Railway station in Cumilla District, Bangladesh

Mainamati Railway Station is a railway station located in Comilla Sadar Dakshin Upazila of Comilla District of Chittagong Division, Bangladesh.

==History==
The Assam Bengal Railway Company, formed in England in 1892, took over the responsibility of building railways in the country. On 1 July 1895, the 150 km metre gauge line from Chittagong to Comilla and the 69 km railway line from Laksam to Chandpur were opened to the public. Mainamati Railway Station was built as a station on the Chittagong-Comilla line.

On 23 January 2016, due to manpower shortage, 56 out of 170 stations of the Eastern Railway were closed. These included 14 stations on the Dhaka-Chittagong railway line, which included this station. However, local and some scheduled trains used to stop at Mainamati Railway Station.
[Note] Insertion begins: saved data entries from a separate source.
pub mod aggregate;
pub mod excel;
pub mod filter;

pub use aggregate::{ProductoVender, StoredProducto};
pub use excel::Columns;
pub use filter::{CatalogFacets, CatalogFilter, CatalogView};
On 16 March 2017, the authorities officially reopened the station to the public. However, despite the reopening, no trains stopped at the station for over 4 months and ticket sales did not resume.

==Train Service==
The list of trains that pass through Mainamati Railway Station is given below:
- Subarna Express
- Paharika Express
- Mahanagar Prabhati\Godhuli Express
- Udayan Express
- Upkool Express
- Mahanagar Express
- Turna Express
- Bijoy Express
- Sonar Bangla Express
- Mymensingh Express
- Karnaphuli Express
- Dhaka\Chittagong Mail
- Dhaka\Noakhali Express
- Chattala Express
- Laksam Commuter
- Jalalabad Express and Local trains.